Label-free dual sensing of DNA molecules using GaN nanowires.

We demonstrate a rationale for using GaN nanowires (GaNNWs) in label-free DNA-sensing using dual routes of electrochemical impedance spectroscopy (EIS) and photoluminescence (PL) measurements, employing a popular target DNA with anthrax lethal factor (LF) sequence. The in situ EIS reveals that both high surface area and surface band-bending in the nanowires, providing more binding sites and surface-enhanced charge transfer, respectively, are responsible for the enhanced sensitivity to surface-immobilized DNA molecules. The net electron-transfer resistance can be readily deconvoluted into two components because of the coexistence of two interfaces, GaN/DNA and DNA/electrolyte interfaces, in series. Interestingly, the former, decreasing with LF concentration (C(LF)), serves as a signature for the extent of hybridization, while the latter as a fingerprint for DNA modification. For PL-sensing, the band-edge emission of GaNNWs serves as a parameter for DNA modification, which quenches exponentially with C(LF) as the incident light is increasingly blocked from reaching the core nanowire by rapidly developing a UV-absorbing DNA sheath at high C(LF).

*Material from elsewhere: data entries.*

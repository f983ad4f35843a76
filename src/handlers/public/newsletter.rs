use axum::extract::State;

use crate::db::{AppState, queries};
use crate::error::{AppError, Result};
use crate::extractors::{Json, Query};
use crate::models::{Subscribe, UnsubscribeQuery, normalize_email, validate_email_format};

use super::auth::MessageResponse;

/// Subscribing again after unsubscribing re-activates the address.
pub async fn subscribe(
    State(state): State<AppState>,
    Json(input): Json<Subscribe>,
) -> Result<Json<MessageResponse>> {
    validate_email_format(&input.email)?;
    let conn = state.db.get()?;
    let subscriber = queries::subscribe(&conn, &normalize_email(&input.email))?;
    tracing::debug!(subscriber_id = %subscriber.id, "Newsletter subscription");
    Ok(Json(MessageResponse {
        message: "Subscribed",
    }))
}

pub async fn unsubscribe(
    State(state): State<AppState>,
    Query(query): Query<UnsubscribeQuery>,
) -> Result<Json<MessageResponse>> {
    let conn = state.db.get()?;
    if !queries::unsubscribe_by_token(&conn, &query.token)? {
        return Err(AppError::NotFound("Subscription not found".into()));
    }
    Ok(Json(MessageResponse {
        message: "Unsubscribed",
    }))
}
//! Transactional and newsletter email.
//!
//! Supports two modes:
//! 1. Send via Resend API (when an API key is configured)
//! 2. Disabled (no email sent, log only)

use std::time::Duration;

use chrono::{DateTime, Utc};
use reqwest::Client;
use serde::{Deserialize, Serialize};

use crate::error::{AppError, Result};
use crate::models::PurchaseWithItems;

/// Retry delays in seconds (exponential backoff: 1s, 4s, 16s)
const RETRY_DELAYS: &[u64] = &[1, 4, 16];

const RESEND_API_URL: &str = "https://api.resend.com/emails";

/// Format a Unix timestamp as a human-readable date (e.g., "Jan 15, 2024")
pub fn format_date(timestamp: i64) -> String {
    DateTime::<Utc>::from_timestamp(timestamp, 0)
        .map(|dt| dt.format("%b %d, %Y").to_string())
        .unwrap_or_else(|| "Unknown date".to_string())
}

/// Format integer minor units as "12.34 USD".
pub fn format_amount(cents: i64, currency: &str) -> String {
    let sign = if cents < 0 { "-" } else { "" };
    let cents = cents.abs();
    format!(
        "{}{}.{:02} {}",
        sign,
        cents / 100,
        cents % 100,
        currency.to_uppercase()
    )
}

fn escape_html(s: &str) -> String {
    let mut out = String::with_capacity(s.len());
    for c in s.chars() {
        match c {
            '&' => out.push_str("&amp;"),
            '<' => out.push_str("&lt;"),
            '>' => out.push_str("&gt;"),
            '"' => out.push_str("&quot;"),
            '\'' => out.push_str("&#39;"),
            _ => out.push(c),
        }
    }
    out
}

/// Result of attempting to send an email.
#[derive(Debug, Clone, Copy, PartialEq, Eq)]
pub enum EmailSendResult {
    /// Email was sent successfully via Resend
    Sent,
    /// No API key configured; the message was only logged
    Disabled,
}

/// A rendered message ready for delivery.
#[derive(Debug, Clone)]
pub struct EmailMessage {
    pub to: String,
    pub subject: String,
    pub text: String,
    pub html: String,
}

fn wrap_html(heading: &str, inner: &str) -> String {
    format!(
        r#"<!DOCTYPE html>
<html>
<head><meta charset="utf-8"></head>
<body style="font-family: -apple-system, BlinkMacSystemFont, 'Segoe UI', Roboto, sans-serif; max-width: 600px; margin: 0 auto; padding: 20px;">
<h2 style="color: #333;">{}</h2>
{}
</body>
</html>"#,
        escape_html(heading),
        inner
    )
}

impl EmailMessage {
    pub fn login_code(to: &str, code: &str, expires_in_minutes: i64) -> Self {
        let subject = "Your CourseHub sign-in code".to_string();
        let text = format!(
            "Your sign-in code is: {}\n\nThis code expires in {} minutes and can be used once.\n\nIf you didn't request this, you can ignore this email.",
            code, expires_in_minutes
        );
        let html = wrap_html(
            &subject,
            &format!(
                r#"<p>Use this code to sign in:</p>
<div style="background: #f5f5f5; padding: 20px; border-radius: 8px; text-align: center;">
<code style="font-size: 24px; font-weight: bold; letter-spacing: 4px; color: #333;">{}</code>
</div>
<p style="color: #666;">This code expires in {} minutes and can be used once.</p>
<hr style="border: none; border-top: 1px solid #eee; margin: 30px 0;">
<p style="color: #999; font-size: 12px;">If you didn't request this, you can ignore this email.</p>"#,
                code, expires_in_minutes
            ),
        );
        Self {
            to: to.to_string(),
            subject,
            text,
            html,
        }
    }

    pub fn purchase_receipt(to: &str, purchase: &PurchaseWithItems, base_url: &str) -> Self {
        let p = &purchase.purchase;
        let subject = "Your CourseHub receipt".to_string();
        let date = format_date(p.paid_at.unwrap_or(p.created_at));

        let mut text = format!("Thanks for your purchase ({}).\n\n", date);
        let mut rows = String::new();
        for item in &purchase.items {
            text.push_str(&format!(
                "{}  {}\n",
                item.title,
                format_amount(item.price_cents, &p.currency)
            ));
            rows.push_str(&format!(
                "<tr><td>{}</td><td style=\"text-align: right;\">{}</td></tr>",
                escape_html(&item.title),
                format_amount(item.price_cents, &p.currency)
            ));
        }
        if p.discount_cents > 0 {
            let code = p.coupon_code.as_deref().unwrap_or("coupon");
            text.push_str(&format!(
                "Discount ({})  -{}\n",
                code,
                format_amount(p.discount_cents, &p.currency)
            ));
            rows.push_str(&format!(
                "<tr><td>Discount ({})</td><td style=\"text-align: right;\">-{}</td></tr>",
                escape_html(code),
                format_amount(p.discount_cents, &p.currency)
            ));
        }
        let total = format_amount(p.total_cents, &p.currency);
        let courses_url = format!("{}/learn/courses", base_url.trim_end_matches('/'));
        text.push_str(&format!(
            "Total  {}\n\nReceipt: {}\nStart learning: {}",
            total, p.id, courses_url
        ));

        let html = wrap_html(
            "Thanks for your purchase",
            &format!(
                r#"<p style="color: #666;">{}</p>
<table style="width: 100%; border-collapse: collapse;">{}
<tr><td><strong>Total</strong></td><td style="text-align: right;"><strong>{}</strong></td></tr>
</table>
<p>Receipt <code>{}</code></p>
<p><a href="{}">Start learning</a></p>"#,
                date,
                rows,
                total,
                escape_html(&p.id),
                escape_html(&courses_url)
            ),
        );
        Self {
            to: to.to_string(),
            subject,
            text,
            html,
        }
    }

    pub fn certificate_issued(to: &str, course_title: &str, verify_url: &str) -> Self {
        let subject = format!("Your certificate for {}", course_title);
        let text = format!(
            "Congratulations on completing {}!\n\nAnyone can verify your certificate at:\n{}",
            course_title, verify_url
        );
        let html = wrap_html(
            "Congratulations!",
            &format!(
                r#"<p>You completed <strong>{}</strong>.</p>
<p>Anyone can verify your certificate at <a href="{}">{}</a>.</p>"#,
                escape_html(course_title),
                escape_html(verify_url),
                escape_html(verify_url)
            ),
        );
        Self {
            to: to.to_string(),
            subject,
            text,
            html,
        }
    }

    pub fn notification(to: &str, title: &str, body: &str, link: Option<&str>) -> Self {
        let mut text = body.to_string();
        let mut inner = format!("<p>{}</p>", escape_html(body));
        if let Some(link) = link {
            text.push_str(&format!("\n\n{}", link));
            inner.push_str(&format!(
                r#"<p><a href="{}">Open</a></p>"#,
                escape_html(link)
            ));
        }
        Self {
            to: to.to_string(),
            subject: title.to_string(),
            text,
            html: wrap_html(title, &inner),
        }
    }

    pub fn newsletter(to: &str, subject: &str, body: &str, unsubscribe_url: &str) -> Self {
        let text = format!("{}\n\n--\nUnsubscribe: {}", body, unsubscribe_url);
        let paragraphs: String = body
            .split("\n\n")
            .map(|p| format!("<p>{}</p>", escape_html(p)))
            .collect();
        let html = wrap_html(
            subject,
            &format!(
                r#"{}
<hr style="border: none; border-top: 1px solid #eee; margin: 30px 0;">
<p style="color: #999; font-size: 12px;"><a href="{}">Unsubscribe</a></p>"#,
                paragraphs,
                escape_html(unsubscribe_url)
            ),
        );
        Self {
            to: to.to_string(),
            subject: subject.to_string(),
            text,
            html,
        }
    }
}

/// Resend API request body.
#[derive(Debug, Serialize)]
struct ResendEmailRequest<'a> {
    from: &'a str,
    to: Vec<&'a str>,
    subject: &'a str,
    text: &'a str,
    html: &'a str,
}

/// Resend API response.
#[derive(Debug, Deserialize)]
struct ResendEmailResponse {
    #[allow(dead_code)]
    id: String,
}

/// Email service using Resend API.
#[derive(Clone)]
pub struct EmailService {
    api_key: Option<String>,
    from_email: String,
    api_url: String,
    retry_delays: Vec<u64>,
    http_client: Client,
}

impl EmailService {
    pub fn new(api_key: Option<String>, from_email: String) -> Self {
        Self {
            api_key,
            from_email,
            api_url: RESEND_API_URL.to_string(),
            retry_delays: RETRY_DELAYS.to_vec(),
            http_client: Client::new(),
        }
    }

    /// Point at a different Resend-compatible endpoint and retry schedule (tests).
    pub fn with_endpoint(mut self, api_url: impl Into<String>, retry_delays: Vec<u64>) -> Self {
        self.api_url = api_url.into();
        self.retry_delays = retry_delays;
        self
    }

    pub fn is_enabled(&self) -> bool {
        self.api_key.is_some()
    }

    /// Send a message, or log it when no API key is configured.
    pub async fn send(&self, message: &EmailMessage) -> Result<EmailSendResult> {
        let Some(api_key) = self.api_key.as_deref() else {
            tracing::info!(
                to = %message.to,
                subject = %message.subject,
                "Email delivery disabled (no RESEND_API_KEY), not sending"
            );
            tracing::debug!(body = %message.text, "Undelivered email body");
            return Ok(EmailSendResult::Disabled);
        };

        let request = ResendEmailRequest {
            from: &self.from_email,
            to: vec![&message.to],
            subject: &message.subject,
            text: &message.text,
            html: &message.html,
        };
        self.send_request_with_retry(api_key, &request, &message.to)
            .await
    }

    /// Fire-and-forget send for side effects that must not block a request.
    pub fn send_in_background(&self, message: EmailMessage) {
        let service = self.clone();
        tokio::spawn(async move {
            if let Err(e) = service.send(&message).await {
                tracing::error!(to = %message.to, error = %e, "Background email failed");
            }
        });
    }

    /// Send a request to Resend API with exponential backoff retry.
    ///
    /// Retries on transient errors (network issues, 5xx, 429 rate limit).
    /// Fails immediately on non-transient errors (4xx except 429).
    async fn send_request_with_retry(
        &self,
        api_key: &str,
        request: &ResendEmailRequest<'_>,
        to_email: &str,
    ) -> Result<EmailSendResult> {
        let mut last_error: Option<AppError> = None;

        for (attempt, delay_secs) in std::iter::once(&0u64)
            .chain(self.retry_delays.iter())
            .enumerate()
        {
            // Sleep before retry (skip on first attempt)
            if attempt > 0 {
                tracing::warn!(
                    attempt,
                    delay_secs,
                    "Retrying email send after transient failure"
                );
                tokio::time::sleep(Duration::from_secs(*delay_secs)).await;
            }

            match self.send_resend_request(api_key, request).await {
                Ok(()) => {
                    if attempt > 0 {
                        tracing::info!(attempt, to = %to_email, "Email sent successfully after retry");
                    } else {
                        tracing::info!(to = %to_email, "Email sent via Resend");
                    }
                    return Ok(EmailSendResult::Sent);
                }
                Err((error, true)) => last_error = Some(error),
                Err((error, false)) => return Err(error),
            }
        }

        // All retries exhausted
        tracing::error!(
            to = %to_email,
            attempts = self.retry_delays.len() + 1,
            "Email send failed after all retries"
        );
        Err(last_error.unwrap_or_else(|| {
            AppError::Internal("Email service error: all retries exhausted".into())
        }))
    }

    /// Send a single request to Resend API.
    ///
    /// Returns Ok(()) on success, or Err((AppError, is_transient)) on failure.
    async fn send_resend_request(
        &self,
        api_key: &str,
        request: &ResendEmailRequest<'_>,
    ) -> std::result::Result<(), (AppError, bool)> {
        let response = self
            .http_client
            .post(&self.api_url)
            .header("Authorization", format!("Bearer {}", api_key))
            .json(request)
            .send()
            .await
            .map_err(|e| {
                tracing::error!(error = %e, "Failed to send request to Resend API");
                // Network errors are transient
                (
                    AppError::Internal(format!("Email service error: {}", e)),
                    true,
                )
            })?;

        let status = response.status();

        if status.is_success() {
            let _result: ResendEmailResponse = response.json().await.map_err(|e| {
                tracing::error!(error = %e, "Failed to parse Resend API response");
                (AppError::Internal("Email service response error".into()), false)
            })?;
            Ok(())
        } else {
            let body = response.text().await.unwrap_or_default();
            let is_transient = status.as_u16() == 429 || status.is_server_error();

            if is_transient {
                tracing::warn!(status = %status, body = %body, "Resend API returned transient error");
            } else {
                tracing::error!(status = %status, body = %body, "Resend API returned non-transient error");
            }

            Err((
                AppError::Internal(format!("Email service error: {} - {}", status, body)),
                is_transient,
            ))
        }
    }
}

Furthermore, successful application for detection of "hotspot" mutations, related to the human p53 tumor-suppressor gene, revealed excellent selectivity and specificity, down to picomolar concentration, even in the current unoptimized sensor design/condition, and in the presence of mutations and noncomplementary strands, suggesting the potential pragmatic application in complex clinical samples.